■ **DATA FOR THE TASK**:
++++
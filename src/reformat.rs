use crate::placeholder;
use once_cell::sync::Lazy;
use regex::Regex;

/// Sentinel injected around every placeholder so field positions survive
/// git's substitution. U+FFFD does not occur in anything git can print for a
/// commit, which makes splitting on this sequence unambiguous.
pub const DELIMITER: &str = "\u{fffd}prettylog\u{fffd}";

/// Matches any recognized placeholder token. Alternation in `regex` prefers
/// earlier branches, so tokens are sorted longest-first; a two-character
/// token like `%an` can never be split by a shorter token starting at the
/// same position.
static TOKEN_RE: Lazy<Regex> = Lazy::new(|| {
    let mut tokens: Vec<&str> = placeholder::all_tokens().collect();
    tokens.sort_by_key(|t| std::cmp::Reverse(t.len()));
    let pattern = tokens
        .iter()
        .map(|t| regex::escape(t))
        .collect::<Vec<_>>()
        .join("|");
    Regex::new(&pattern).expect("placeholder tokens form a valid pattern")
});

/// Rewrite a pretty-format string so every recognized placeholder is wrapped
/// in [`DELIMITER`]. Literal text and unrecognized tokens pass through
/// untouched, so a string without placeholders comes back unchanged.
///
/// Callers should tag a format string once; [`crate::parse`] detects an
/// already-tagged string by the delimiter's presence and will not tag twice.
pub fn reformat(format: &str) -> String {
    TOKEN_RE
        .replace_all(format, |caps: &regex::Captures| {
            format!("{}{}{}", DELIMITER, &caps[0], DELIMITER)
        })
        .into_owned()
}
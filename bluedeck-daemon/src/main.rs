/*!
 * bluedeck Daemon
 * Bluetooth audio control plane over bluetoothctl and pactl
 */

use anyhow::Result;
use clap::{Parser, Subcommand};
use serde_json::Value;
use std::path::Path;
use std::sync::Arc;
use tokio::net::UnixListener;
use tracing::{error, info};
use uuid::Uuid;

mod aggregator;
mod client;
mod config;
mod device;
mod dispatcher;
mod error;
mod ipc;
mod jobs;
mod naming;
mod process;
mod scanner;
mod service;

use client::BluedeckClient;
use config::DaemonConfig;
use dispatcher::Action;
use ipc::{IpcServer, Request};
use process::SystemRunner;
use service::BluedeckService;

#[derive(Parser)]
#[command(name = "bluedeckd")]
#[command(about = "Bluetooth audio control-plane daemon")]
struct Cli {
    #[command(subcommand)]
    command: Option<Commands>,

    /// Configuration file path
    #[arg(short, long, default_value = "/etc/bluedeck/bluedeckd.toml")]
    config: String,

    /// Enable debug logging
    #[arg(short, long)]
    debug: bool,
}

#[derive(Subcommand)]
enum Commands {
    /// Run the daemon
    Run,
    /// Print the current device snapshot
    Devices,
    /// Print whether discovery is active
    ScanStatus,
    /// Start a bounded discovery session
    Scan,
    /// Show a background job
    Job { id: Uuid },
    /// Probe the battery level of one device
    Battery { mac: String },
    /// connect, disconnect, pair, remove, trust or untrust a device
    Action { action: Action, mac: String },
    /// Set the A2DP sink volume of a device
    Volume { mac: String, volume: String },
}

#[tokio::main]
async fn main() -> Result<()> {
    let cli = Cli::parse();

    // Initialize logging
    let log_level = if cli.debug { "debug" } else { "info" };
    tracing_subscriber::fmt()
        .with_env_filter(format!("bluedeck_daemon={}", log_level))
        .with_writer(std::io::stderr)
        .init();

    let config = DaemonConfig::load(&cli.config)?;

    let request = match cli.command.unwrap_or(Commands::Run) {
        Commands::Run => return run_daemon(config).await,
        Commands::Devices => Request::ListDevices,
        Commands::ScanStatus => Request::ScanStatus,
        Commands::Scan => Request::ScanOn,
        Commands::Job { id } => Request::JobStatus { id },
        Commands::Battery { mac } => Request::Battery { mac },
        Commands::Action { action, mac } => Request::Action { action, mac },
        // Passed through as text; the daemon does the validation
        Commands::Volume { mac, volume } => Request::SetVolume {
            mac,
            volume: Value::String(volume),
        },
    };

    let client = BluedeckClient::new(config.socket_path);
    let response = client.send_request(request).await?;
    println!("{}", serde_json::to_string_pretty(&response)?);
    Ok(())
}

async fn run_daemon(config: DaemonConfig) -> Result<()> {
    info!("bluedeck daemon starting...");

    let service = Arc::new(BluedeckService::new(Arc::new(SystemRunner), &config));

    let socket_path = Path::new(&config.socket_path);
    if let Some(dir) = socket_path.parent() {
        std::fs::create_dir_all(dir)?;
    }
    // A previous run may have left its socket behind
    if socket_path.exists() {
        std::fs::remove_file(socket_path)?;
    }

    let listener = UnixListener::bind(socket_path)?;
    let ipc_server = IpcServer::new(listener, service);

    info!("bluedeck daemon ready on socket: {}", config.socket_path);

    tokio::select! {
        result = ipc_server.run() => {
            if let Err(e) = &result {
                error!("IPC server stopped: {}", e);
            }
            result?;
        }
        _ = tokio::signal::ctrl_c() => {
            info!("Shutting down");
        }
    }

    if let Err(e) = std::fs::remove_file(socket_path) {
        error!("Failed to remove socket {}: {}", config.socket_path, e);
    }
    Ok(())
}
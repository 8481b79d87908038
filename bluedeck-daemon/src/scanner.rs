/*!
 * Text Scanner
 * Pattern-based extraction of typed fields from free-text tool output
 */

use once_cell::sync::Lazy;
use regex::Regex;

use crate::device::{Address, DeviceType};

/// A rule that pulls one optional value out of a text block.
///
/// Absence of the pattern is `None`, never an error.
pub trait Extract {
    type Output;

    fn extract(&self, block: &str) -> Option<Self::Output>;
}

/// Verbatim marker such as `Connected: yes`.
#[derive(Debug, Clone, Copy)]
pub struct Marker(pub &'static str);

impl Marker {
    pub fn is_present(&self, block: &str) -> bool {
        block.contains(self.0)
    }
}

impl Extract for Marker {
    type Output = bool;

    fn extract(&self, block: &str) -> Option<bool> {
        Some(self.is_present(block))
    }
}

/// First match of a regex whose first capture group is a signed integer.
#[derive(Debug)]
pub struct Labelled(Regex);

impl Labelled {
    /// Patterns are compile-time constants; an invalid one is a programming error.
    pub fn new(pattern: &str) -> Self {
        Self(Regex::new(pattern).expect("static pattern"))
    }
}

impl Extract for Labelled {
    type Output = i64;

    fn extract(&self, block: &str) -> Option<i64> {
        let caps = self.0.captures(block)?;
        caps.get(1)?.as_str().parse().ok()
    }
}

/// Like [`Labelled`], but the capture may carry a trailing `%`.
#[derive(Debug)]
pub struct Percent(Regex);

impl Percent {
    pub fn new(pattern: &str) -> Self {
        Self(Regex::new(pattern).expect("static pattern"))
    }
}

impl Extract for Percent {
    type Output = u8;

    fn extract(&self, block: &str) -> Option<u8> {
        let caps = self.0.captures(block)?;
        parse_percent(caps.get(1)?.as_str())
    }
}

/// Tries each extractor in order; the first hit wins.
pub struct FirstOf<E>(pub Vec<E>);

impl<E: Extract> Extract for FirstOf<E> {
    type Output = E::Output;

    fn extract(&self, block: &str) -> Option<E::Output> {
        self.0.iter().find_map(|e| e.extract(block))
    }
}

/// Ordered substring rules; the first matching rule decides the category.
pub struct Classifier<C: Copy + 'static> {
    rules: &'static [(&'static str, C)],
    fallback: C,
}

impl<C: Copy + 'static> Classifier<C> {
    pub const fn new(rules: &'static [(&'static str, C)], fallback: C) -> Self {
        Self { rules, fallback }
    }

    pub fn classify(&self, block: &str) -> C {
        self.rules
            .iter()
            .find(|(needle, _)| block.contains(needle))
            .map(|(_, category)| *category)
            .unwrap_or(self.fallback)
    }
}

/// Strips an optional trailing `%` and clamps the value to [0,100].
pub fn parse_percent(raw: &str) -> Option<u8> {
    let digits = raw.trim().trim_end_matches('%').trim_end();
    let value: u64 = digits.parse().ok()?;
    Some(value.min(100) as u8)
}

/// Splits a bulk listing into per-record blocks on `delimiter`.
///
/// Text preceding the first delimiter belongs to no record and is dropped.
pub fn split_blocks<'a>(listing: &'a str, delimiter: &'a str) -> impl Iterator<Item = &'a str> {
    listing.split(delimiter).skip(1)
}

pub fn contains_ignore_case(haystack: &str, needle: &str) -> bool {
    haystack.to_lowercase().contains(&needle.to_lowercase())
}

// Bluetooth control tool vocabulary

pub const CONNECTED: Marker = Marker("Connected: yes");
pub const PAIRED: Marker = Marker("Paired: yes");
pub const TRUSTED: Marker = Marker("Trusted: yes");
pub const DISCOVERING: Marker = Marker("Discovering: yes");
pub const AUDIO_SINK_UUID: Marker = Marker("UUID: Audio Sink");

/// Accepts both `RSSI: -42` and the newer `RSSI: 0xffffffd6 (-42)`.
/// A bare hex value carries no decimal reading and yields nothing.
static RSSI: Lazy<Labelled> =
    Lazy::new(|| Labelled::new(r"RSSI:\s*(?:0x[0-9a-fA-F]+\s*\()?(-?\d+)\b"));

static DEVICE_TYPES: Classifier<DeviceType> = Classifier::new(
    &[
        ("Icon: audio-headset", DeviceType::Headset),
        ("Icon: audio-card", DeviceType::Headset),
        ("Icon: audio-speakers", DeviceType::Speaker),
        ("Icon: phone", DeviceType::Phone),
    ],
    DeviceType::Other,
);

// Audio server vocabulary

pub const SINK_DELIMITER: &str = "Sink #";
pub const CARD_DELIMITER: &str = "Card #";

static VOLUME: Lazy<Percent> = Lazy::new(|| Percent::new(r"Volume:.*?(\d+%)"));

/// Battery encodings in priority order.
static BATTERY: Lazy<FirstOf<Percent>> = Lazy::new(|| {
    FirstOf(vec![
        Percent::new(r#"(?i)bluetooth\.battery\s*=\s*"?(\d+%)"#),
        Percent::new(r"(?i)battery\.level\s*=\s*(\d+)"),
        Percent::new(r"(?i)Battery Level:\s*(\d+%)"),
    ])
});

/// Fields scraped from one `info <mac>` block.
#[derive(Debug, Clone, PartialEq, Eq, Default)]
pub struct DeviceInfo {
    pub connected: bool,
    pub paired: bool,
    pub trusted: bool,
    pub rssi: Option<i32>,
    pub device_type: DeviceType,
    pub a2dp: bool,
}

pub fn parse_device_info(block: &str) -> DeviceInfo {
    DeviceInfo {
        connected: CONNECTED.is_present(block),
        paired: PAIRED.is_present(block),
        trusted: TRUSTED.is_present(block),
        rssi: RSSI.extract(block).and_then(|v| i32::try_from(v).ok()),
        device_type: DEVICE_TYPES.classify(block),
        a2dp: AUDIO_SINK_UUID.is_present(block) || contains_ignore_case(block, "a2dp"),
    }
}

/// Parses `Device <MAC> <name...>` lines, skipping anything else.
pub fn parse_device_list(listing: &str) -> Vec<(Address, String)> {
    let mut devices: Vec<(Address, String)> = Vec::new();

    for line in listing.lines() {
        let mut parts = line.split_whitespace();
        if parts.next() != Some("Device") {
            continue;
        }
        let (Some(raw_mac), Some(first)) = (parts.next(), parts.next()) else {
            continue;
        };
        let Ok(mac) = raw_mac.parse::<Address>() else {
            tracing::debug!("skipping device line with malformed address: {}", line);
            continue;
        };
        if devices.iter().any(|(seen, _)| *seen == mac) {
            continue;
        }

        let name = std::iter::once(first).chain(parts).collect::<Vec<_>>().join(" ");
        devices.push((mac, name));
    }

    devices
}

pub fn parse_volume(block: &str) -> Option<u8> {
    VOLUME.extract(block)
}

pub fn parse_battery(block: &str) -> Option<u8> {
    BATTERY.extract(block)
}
++++
■ **WORK TO COMPLETE**: Every line that holds the word "listing" should be copied from the records above.

■ **WRITTEN SOLUTION**:
/// Splits a bulk listing into per-record blocks on `delimiter`.
pub fn split_blocks<'a>(listing: &'a str, delimiter: &'a str) -> impl Iterator<Item = &'a str> {
    listing.split(delimiter).skip(1)
pub fn parse_device_list(listing: &str) -> Vec<(Address, String)> {
    for line in listing.lines() {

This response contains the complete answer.